The state “is in an especially fortuitous position to be a leader in cryptocurrency policy” with a highly-skilled labor force, “welcoming tax and regulatory systems” and because it is “home to Miami, the unofficial capital of the Latin world,” she writes.
O’Sullivan said the state is in a position to advance innovative cryptocurrency policy with the 2019 creation of the 13-member Florida Blockchain Task Force to study potential benefits of blockchain, the unanimous 2020 adoption of House Bill 1391, which outlines a “cutting-edge” fintech “regulatory sandbox,” and because developing a cryptocurrency policy is a priority for state leaders, including Florida Chief Financial Officer Jimmy Patronis.

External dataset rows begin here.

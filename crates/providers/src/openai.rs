//! OpenAI-compatible model gateway.
//!
//! Works with OpenAI and any endpoint exposing a compatible
//! `/v1/chat/completions` route. Only the non-streaming chat-completion shape
//! is used; the orchestrator needs the reply text and the total token count
//! and nothing else.

use async_trait::async_trait;
use envhub_core::error::GatewayError;
use envhub_core::gateway::{ChatReply, ModelGateway};
use envhub_core::message::{Message, Role};
use serde::{Deserialize, Serialize};
use tracing::{debug, warn};

/// An OpenAI-compatible gateway bound to one model.
pub struct OpenAiGateway {
    name: String,
    base_url: String,
    api_key: String,
    model: String,
    client: reqwest::Client,
}

impl OpenAiGateway {
    /// Create a gateway for any OpenAI-compatible endpoint.
    pub fn new(
        name: impl Into<String>,
        base_url: impl Into<String>,
        api_key: impl Into<String>,
        model: impl Into<String>,
    ) -> Self {
        let client = reqwest::Client::builder()
            .timeout(std::time::Duration::from_secs(30))
            .build()
            .expect("Failed to create HTTP client");

        Self {
            name: name.into(),
            base_url: base_url.into().trim_end_matches('/').to_string(),
            api_key: api_key.into(),
            model: model.into(),
            client,
        }
    }

    /// Create an OpenAI gateway (convenience constructor).
    pub fn openai(api_key: impl Into<String>, model: impl Into<String>) -> Self {
        Self::new("openai", "https://api.openai.com/v1", api_key, model)
    }

    /// Convert our Message types to the API wire format.
    fn to_api_messages(messages: &[Message]) -> Vec<ApiMessage> {
        messages
            .iter()
            .map(|m| ApiMessage {
                role: match m.role {
                    Role::System => "system",
                    Role::User => "user",
                    Role::Assistant => "assistant",
                },
                content: m.content.clone(),
            })
            .collect()
    }
}

#[async_trait]
impl ModelGateway for OpenAiGateway {
    fn name(&self) -> &str {
        &self.name
    }

    async fn complete(&self, messages: &[Message]) -> Result<ChatReply, GatewayError> {
        let url = format!("{}/chat/completions", self.base_url);

        let body = serde_json::json!({
            "model": self.model,
            "messages": Self::to_api_messages(messages),
            "stream": false,
        });

        debug!(gateway = %self.name, model = %self.model, messages = messages.len(), "Sending completion request");

        let response = self
            .client
            .post(&url)
            .header("Authorization", format!("Bearer {}", self.api_key))
            .header("Content-Type", "application/json")
            .json(&body)
            .send()
            .await
            .map_err(|e| {
                if e.is_timeout() {
                    GatewayError::Timeout(e.to_string())
                } else {
                    GatewayError::Network(e.to_string())
                }
            })?;

        let status = response.status().as_u16();

        if status == 429 {
            return Err(GatewayError::RateLimited {
                retry_after_secs: 5,
            });
        }

        if status == 401 || status == 403 {
            return Err(GatewayError::AuthenticationFailed(
                "Invalid API key or insufficient permissions".into(),
            ));
        }

        if status != 200 {
            let error_body = response.text().await.unwrap_or_default();
            warn!(status, body = %error_body, "Gateway returned error");
            return Err(GatewayError::ApiError {
                status_code: status,
                message: error_body,
            });
        }

        let api_response: ApiResponse =
            response.json().await.map_err(|e| GatewayError::ApiError {
                status_code: 200,
                message: format!("Failed to parse response: {e}"),
            })?;

        let choice = api_response
            .choices
            .into_iter()
            .next()
            .ok_or(GatewayError::EmptyResponse)?;

        let content = choice.message.content.unwrap_or_default();
        if content.is_empty() {
            return Err(GatewayError::EmptyResponse);
        }

        let total_tokens = api_response.usage.map(|u| u.total_tokens).unwrap_or(0);
        debug!(gateway = %self.name, total_tokens, "Completion received");

        Ok(ChatReply {
            content,
            total_tokens,
        })
    }

    async fn health_check(&self) -> Result<bool, GatewayError> {
        let url = format!("{}/models", self.base_url);
        let response = self
            .client
            .get(&url)
            .header("Authorization", format!("Bearer {}", self.api_key))
            .send()
            .await
            .map_err(|e| GatewayError::Network(e.to_string()))?;

        Ok(response.status().is_success())
    }
}

// --- API wire types ---

#[derive(Serialize)]
struct ApiMessage {
    role: &'static str,
    content: String,
}

#[derive(Deserialize)]
struct ApiResponse {
    choices: Vec<ApiChoice>,
    #[serde(default)]
    usage: Option<ApiUsage>,
}

#[derive(Deserialize)]
struct ApiChoice {
    message: ApiResponseMessage,
}

#[derive(Deserialize)]
struct ApiResponseMessage {
    #[serde(default)]
    content: Option<String>,
}

#[derive(Deserialize)]
struct ApiUsage {
    total_tokens: u64,
}

#[cfg(test)]
mod tests {
    use super::*;

    #[test]
    fn messages_map_to_wire_roles() {
        let messages = vec![
            Message::system("rules"),
            Message::user("question"),
            Message::assistant("answer"),
        ];
        let api = OpenAiGateway::to_api_messages(&messages);
        assert_eq!(api[0].role, "system");
        assert_eq!(api[1].role, "user");
        assert_eq!(api[2].role, "assistant");
        assert_eq!(api[1].content, "question");
    }

    #[test]
    fn base_url_trailing_slash_is_trimmed() {
        let gateway = OpenAiGateway::new("test", "http://localhost:9999/v1/", "key", "m");
        assert_eq!(gateway.base_url, "http://localhost:9999/v1");
    }

    #[test]
    fn response_parsing_reads_usage() {
        let json = r#"{
            "choices": [{"message": {"content": "hello"}}],
            "usage": {"prompt_tokens": 10, "completion_tokens": 2, "total_tokens": 12}
        }"#;
        let parsed: ApiResponse = serde_json::from_str(json).unwrap();
        assert_eq!(parsed.usage.unwrap().total_tokens, 12);
        assert_eq!(
            parsed.choices[0].message.content.as_deref(),
            Some("hello")
        );
    }

    #[test]
    fn response_parsing_tolerates_missing_usage() {
        let json = r#"{"choices": [{"message": {"content": "hi"}}]}"#;
        let parsed: ApiResponse = serde_json::from_str(json).unwrap();
        assert!(parsed.usage.is_none());
    }
}
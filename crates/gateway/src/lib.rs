//! HTTP API gateway for envhub.
//!
//! Exposes the environment surface over REST:
//!
//! - `POST   /environments`                      — create an environment
//! - `DELETE /environments/{id}`                 — remove it
//! - `POST   /environments/{id}/drop`            — clear files and context
//! - `POST   /environments/{id}/load-file`       — upload, replace on name clash
//! - `POST   /environments/{id}/update-file`     — upload, overwrite in place
//! - `DELETE /environments/{id}/remove-file`     — delete (outwardly idempotent)
//! - `GET    /environments/{id}/read-file`       — file content by name
//! - `GET    /environments/{id}/list-files`      — file records
//! - `POST   /environments/{id}/generate`        — templated generation
//! - `POST   /environments/{id}/send-prompt`     — free-form prompt
//! - `POST   /environments/{id}/commit-files`    — load files into context
//! - `GET    /environments/{id}/get-context`     — non-system transcript
//! - `DELETE /environments/{id}/clear-context`   — reset the conversation
//! - `GET    /health`
//!
//! Built on Axum. Uploads carry either a JSON body (`{filename, file}`,
//! written via the whole-content path) or a multipart stream (written via the
//! chunked path) — the handler picks the write path from the request shape.

use axum::{
    Router,
    extract::{DefaultBodyLimit, FromRequest, Multipart, Path, Query, Request, State},
    http::{StatusCode, header},
    response::{IntoResponse, Json, Response},
    routing::{delete, get, post},
};
use envhub_core::error::{Error, StorageError};
use envhub_core::file::{FileContent, FileRecord};
use envhub_core::gateway::ModelGateway;
use envhub_core::message::Message;
use envhub_orchestrator::EnvironmentOrchestrator;
use envhub_conversation::ConversationStore;
use serde::{Deserialize, Serialize};
use std::sync::Arc;
use tracing::info;

/// Shared application state for the gateway.
pub struct AppState {
    pub orchestrator: Arc<EnvironmentOrchestrator>,
    pub gateway: Arc<dyn ModelGateway>,
}

pub type SharedState = Arc<AppState>;

/// Build the Axum router with all gateway routes.
pub fn build_router(state: SharedState) -> Router {
    Router::new()
        .route("/health", get(health_handler))
        .route("/environments", post(create_environment_handler))
        .route("/environments/{id}", delete(remove_environment_handler))
        .route("/environments/{id}/drop", post(drop_handler))
        .route("/environments/{id}/load-file", post(load_file_handler))
        .route("/environments/{id}/update-file", post(update_file_handler))
        .route("/environments/{id}/remove-file", delete(remove_file_handler))
        .route("/environments/{id}/read-file", get(read_file_handler))
        .route("/environments/{id}/list-files", get(list_files_handler))
        .route("/environments/{id}/generate", post(generate_handler))
        .route("/environments/{id}/send-prompt", post(send_prompt_handler))
        .route("/environments/{id}/commit-files", post(commit_files_handler))
        .route("/environments/{id}/get-context", get(get_context_handler))
        .route("/environments/{id}/clear-context", delete(clear_context_handler))
        .layer(DefaultBodyLimit::max(10 * 1024 * 1024)) // 10 MB upload limit
        .layer(tower_http::cors::CorsLayer::permissive())
        .layer(tower_http::trace::TraceLayer::new_for_http())
        .with_state(state)
}
//! Model gateway implementations for envhub.
//!
//! All gateways implement the `envhub_core::ModelGateway` trait.

pub mod openai;

pub use openai::OpenAiGateway;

Blockchain is, essentially, linked recordings of transactions; a digital ledger already in widespread use in cryptocurrency – such as Bitcoin – as well as in finance, voting validation, authenticating academic credentials and more.
Blockchain technologies and crypto-currencies first emerged as viable financial systems with the advent of Bitcoin, invented by an anonymous individual or group under the name Satoshi Nakamoto and released as open-source software in 2009.
In a decade, Bitcoin has grown from “a little-known computer science project of dedicated hobbyists to a professionalized financial industry boasting a currency market capitalization of well over $100 billion,” O’Sullivan writes.
Yet, she continues, “Unlike states such as Wyoming and New York, Florida has yet to reform its regulations given advances in cryptocurrency” and offers several “concrete steps legislators can take now to position Florida as a leader in cryptocurrency policy and industry.”
O’Sullivan said Florida’s Office of Financial Regulation, Financial Services Commission and state lawmakers should review how state money transmission regulations affect cryptocurrency applications.
As currently interpreted, even private individuals may have to register as money transmitters in order to legally make a transaction,” she writes. “Private individuals should not be burdened with consumer protection laws as there is no consumer to protect.”
Next, while HB’s 1391’s fintech regulatory sandbox is a “promising step,” O’Sullivan said Florida lawmakers should consider adopting the “handy template” provided by the Uniform Law Commission’s (ULC) model legislation.
The ULC’s Regulation of Virtual Currency Businesses Act “goes further (than HB 1391) by clarifying the legal definitions of concepts in money transmission laws that have led to confusion in court and administrative interpretation,” she writes.
In a Wednesday Orlando Sentinel column, Sen. Jeff Brandes, R-St. Petersburg, who sits on the Senate Innovation, Industry & Technology Committee, cited the Madison Institute study in stating “Florida has a great deal to gain by embracing this innovation.”
Brandes said Wyoming lawmakers have set a replicable example.
“Recent regulatory changes to its money transmission and banking regulations made Wyoming the leading state for cryptocurrency,” he writes. “By taking this issue on, Wyoming’s Legislature has kicked off a virtual gold rush in their state.
“Where are we?” he continues. “Florida has initiated the conversation in this area. Now is the time for the state to take things one step further. We need to build upon the framework established by Wyoming to increase the use of blockchain and cryptocurrency in Florida.”